(Items listed in a dataset)
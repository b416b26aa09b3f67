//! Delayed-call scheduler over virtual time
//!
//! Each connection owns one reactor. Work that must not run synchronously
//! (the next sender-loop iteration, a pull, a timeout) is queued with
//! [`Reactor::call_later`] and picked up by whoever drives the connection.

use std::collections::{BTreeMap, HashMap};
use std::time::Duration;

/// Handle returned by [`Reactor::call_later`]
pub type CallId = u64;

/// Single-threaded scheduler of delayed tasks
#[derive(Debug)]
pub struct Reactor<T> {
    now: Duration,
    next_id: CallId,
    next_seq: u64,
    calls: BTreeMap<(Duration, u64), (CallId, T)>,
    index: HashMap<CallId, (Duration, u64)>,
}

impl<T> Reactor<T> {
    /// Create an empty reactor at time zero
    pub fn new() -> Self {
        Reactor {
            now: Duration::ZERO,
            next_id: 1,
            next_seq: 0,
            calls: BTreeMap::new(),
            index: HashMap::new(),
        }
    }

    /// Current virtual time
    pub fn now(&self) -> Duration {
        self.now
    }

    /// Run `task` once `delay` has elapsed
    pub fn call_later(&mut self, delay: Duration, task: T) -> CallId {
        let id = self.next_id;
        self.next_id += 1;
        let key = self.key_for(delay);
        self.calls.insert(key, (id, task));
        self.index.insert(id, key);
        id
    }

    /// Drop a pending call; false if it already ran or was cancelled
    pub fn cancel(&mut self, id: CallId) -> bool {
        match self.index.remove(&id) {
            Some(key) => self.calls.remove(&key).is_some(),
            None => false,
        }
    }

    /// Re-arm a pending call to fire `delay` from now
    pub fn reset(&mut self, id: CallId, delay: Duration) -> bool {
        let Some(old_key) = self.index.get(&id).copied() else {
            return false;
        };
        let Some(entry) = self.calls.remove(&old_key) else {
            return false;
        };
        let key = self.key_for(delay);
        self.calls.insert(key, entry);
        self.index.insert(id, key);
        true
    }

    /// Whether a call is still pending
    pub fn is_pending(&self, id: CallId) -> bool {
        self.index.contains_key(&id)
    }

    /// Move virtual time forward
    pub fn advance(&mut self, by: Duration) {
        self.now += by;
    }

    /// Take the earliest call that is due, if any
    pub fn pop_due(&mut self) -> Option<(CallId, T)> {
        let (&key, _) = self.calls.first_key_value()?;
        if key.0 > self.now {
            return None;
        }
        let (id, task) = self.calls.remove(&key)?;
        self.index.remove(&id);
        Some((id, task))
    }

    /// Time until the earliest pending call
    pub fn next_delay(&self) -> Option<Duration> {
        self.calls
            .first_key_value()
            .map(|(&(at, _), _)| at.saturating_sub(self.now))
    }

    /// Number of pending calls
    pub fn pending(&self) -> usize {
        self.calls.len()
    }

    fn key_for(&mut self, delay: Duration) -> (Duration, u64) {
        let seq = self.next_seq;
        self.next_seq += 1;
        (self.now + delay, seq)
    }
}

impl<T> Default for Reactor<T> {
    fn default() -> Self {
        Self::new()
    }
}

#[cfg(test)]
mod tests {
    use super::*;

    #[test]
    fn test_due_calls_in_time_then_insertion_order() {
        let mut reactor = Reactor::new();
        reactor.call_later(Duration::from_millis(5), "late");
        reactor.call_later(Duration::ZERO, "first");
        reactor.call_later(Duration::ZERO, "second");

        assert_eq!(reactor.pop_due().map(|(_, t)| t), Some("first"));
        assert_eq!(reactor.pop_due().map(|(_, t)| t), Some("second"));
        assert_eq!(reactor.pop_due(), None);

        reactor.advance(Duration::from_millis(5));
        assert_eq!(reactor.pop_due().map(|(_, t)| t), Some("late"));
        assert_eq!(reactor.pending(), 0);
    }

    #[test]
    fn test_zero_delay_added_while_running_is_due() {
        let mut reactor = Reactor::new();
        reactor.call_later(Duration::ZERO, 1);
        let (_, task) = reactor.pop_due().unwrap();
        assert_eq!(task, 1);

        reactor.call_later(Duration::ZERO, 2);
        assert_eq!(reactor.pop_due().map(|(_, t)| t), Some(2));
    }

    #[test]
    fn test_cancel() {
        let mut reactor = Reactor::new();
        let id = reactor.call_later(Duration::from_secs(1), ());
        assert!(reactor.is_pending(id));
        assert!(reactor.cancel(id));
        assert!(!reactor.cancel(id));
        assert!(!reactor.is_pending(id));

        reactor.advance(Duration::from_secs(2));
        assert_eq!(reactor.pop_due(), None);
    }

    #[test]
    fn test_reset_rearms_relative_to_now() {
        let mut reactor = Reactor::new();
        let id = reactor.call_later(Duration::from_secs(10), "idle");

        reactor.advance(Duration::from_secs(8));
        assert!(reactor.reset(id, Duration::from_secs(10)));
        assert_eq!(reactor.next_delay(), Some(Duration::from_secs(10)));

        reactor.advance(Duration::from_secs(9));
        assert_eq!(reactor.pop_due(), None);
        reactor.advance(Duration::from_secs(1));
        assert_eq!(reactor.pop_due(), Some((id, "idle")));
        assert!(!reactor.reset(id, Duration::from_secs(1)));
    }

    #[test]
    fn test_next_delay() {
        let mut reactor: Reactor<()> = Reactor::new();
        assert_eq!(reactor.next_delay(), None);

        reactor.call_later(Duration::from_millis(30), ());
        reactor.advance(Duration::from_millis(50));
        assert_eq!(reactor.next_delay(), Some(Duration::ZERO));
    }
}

...

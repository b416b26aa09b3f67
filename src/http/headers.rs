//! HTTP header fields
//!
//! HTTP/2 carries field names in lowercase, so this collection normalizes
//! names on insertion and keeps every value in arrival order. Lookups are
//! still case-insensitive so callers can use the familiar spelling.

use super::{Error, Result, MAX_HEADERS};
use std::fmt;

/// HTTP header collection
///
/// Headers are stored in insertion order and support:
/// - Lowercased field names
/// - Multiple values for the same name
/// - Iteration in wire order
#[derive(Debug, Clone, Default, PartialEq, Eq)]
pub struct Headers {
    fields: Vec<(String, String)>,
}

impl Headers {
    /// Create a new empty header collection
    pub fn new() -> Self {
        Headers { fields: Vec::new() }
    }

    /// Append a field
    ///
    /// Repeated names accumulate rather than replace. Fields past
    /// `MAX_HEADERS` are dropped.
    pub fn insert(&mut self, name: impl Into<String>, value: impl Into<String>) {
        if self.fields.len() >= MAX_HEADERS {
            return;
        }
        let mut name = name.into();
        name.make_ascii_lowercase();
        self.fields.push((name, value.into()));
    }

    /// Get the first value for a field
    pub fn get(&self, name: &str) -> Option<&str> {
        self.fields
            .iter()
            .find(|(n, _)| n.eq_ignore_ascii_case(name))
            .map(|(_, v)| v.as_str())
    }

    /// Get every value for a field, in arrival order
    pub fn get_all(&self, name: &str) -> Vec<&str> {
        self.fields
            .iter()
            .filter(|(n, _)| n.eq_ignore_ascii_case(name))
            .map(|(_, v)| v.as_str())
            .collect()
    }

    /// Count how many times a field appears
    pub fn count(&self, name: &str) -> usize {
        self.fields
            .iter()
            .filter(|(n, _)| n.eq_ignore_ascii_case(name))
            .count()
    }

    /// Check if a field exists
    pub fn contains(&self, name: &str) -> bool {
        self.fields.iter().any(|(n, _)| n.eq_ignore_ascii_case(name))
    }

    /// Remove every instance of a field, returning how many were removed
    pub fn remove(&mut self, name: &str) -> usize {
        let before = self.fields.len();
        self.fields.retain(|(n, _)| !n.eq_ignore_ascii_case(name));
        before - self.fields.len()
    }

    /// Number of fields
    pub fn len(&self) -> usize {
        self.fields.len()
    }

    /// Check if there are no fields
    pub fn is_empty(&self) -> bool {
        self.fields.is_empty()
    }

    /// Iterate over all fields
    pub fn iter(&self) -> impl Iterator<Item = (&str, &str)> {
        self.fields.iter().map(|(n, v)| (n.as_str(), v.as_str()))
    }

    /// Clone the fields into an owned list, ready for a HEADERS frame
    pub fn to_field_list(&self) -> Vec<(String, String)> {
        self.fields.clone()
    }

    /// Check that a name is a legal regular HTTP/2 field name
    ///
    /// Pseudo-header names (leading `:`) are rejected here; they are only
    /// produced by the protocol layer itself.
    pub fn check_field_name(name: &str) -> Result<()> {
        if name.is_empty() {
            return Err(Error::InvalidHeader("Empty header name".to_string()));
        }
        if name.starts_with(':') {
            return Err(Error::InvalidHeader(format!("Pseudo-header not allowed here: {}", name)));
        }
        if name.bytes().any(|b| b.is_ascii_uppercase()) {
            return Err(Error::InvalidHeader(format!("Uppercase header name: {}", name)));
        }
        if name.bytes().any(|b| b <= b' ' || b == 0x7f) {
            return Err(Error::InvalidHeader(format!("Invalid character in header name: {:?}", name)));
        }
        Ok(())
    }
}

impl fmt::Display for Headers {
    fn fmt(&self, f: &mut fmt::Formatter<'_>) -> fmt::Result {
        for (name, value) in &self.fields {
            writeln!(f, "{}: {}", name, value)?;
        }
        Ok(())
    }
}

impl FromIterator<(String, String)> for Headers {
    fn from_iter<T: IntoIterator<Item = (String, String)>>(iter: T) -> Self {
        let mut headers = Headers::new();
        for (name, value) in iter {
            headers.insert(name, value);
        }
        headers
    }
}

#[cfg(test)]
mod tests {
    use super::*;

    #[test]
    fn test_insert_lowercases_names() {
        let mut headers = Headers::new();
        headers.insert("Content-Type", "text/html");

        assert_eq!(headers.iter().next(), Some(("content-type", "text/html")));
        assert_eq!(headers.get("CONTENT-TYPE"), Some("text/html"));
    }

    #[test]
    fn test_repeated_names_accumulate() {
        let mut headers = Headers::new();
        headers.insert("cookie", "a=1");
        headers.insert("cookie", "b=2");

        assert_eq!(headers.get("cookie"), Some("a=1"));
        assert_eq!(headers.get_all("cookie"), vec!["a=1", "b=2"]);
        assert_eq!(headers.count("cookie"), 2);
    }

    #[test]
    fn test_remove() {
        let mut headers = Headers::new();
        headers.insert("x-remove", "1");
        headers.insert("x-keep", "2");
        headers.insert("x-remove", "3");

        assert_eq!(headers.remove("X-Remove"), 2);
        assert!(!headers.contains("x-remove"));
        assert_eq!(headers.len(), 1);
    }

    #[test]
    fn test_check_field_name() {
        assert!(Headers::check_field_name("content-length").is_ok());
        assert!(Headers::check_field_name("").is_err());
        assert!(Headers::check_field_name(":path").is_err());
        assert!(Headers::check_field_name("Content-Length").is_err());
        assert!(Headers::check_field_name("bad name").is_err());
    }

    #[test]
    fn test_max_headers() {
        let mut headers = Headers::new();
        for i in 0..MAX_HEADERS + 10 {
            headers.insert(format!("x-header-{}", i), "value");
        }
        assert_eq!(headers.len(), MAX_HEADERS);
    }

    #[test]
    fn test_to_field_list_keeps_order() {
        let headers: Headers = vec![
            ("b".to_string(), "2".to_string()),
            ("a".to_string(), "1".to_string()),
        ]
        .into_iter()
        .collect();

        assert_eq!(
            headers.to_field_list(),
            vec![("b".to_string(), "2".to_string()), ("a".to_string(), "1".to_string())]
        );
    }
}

* * *

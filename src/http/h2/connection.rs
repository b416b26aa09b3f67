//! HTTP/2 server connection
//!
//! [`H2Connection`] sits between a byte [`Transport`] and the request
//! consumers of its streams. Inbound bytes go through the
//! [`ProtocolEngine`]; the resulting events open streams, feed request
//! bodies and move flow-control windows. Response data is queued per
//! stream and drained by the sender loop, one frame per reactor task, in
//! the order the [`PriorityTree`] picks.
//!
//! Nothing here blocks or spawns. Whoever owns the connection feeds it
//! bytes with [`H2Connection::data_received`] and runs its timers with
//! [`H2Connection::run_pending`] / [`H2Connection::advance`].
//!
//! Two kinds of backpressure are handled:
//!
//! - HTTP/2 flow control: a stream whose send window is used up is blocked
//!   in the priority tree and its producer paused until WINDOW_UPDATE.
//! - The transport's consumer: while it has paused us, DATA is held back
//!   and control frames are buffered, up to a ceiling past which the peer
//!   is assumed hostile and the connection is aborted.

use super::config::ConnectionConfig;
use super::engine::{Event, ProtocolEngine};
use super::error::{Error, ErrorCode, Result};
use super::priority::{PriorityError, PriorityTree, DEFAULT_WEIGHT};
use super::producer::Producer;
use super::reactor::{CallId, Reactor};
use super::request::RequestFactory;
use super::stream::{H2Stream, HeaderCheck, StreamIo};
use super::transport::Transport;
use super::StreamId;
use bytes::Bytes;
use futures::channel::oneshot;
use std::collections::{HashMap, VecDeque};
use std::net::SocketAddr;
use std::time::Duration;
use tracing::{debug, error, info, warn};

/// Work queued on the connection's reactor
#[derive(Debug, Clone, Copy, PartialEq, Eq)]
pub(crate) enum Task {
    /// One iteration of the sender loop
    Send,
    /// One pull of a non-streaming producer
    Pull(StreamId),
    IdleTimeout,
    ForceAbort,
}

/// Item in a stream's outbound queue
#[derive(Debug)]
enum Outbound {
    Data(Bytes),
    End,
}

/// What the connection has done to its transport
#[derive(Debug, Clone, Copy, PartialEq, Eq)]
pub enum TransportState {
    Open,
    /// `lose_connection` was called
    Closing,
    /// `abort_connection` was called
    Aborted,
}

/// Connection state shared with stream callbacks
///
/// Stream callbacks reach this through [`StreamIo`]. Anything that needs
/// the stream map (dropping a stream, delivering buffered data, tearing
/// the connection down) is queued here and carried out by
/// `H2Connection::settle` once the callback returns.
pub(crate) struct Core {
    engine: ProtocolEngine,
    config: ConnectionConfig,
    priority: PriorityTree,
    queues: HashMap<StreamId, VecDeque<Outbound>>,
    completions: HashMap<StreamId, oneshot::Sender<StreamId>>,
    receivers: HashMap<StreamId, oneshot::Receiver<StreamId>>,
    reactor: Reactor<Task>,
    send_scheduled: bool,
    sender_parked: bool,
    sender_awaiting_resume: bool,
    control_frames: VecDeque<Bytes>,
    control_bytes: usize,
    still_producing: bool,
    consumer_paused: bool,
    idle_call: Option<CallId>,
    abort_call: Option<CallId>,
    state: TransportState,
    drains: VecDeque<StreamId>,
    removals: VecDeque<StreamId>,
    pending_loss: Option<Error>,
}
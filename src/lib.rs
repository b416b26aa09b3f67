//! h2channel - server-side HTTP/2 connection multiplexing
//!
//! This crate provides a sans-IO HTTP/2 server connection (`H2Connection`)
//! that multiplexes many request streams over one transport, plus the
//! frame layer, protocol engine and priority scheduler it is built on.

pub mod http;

PROBLEM
Please show every line of the records that holds the word "VecDeque".

ANSWER TO THIS PROBLEM
use std::collections::{HashMap, VecDeque};
    queues: HashMap<StreamId, VecDeque<Outbound>>,
    control_frames: VecDeque<Bytes>,
    drains: VecDeque<StreamId>,
    removals: VecDeque<StreamId>,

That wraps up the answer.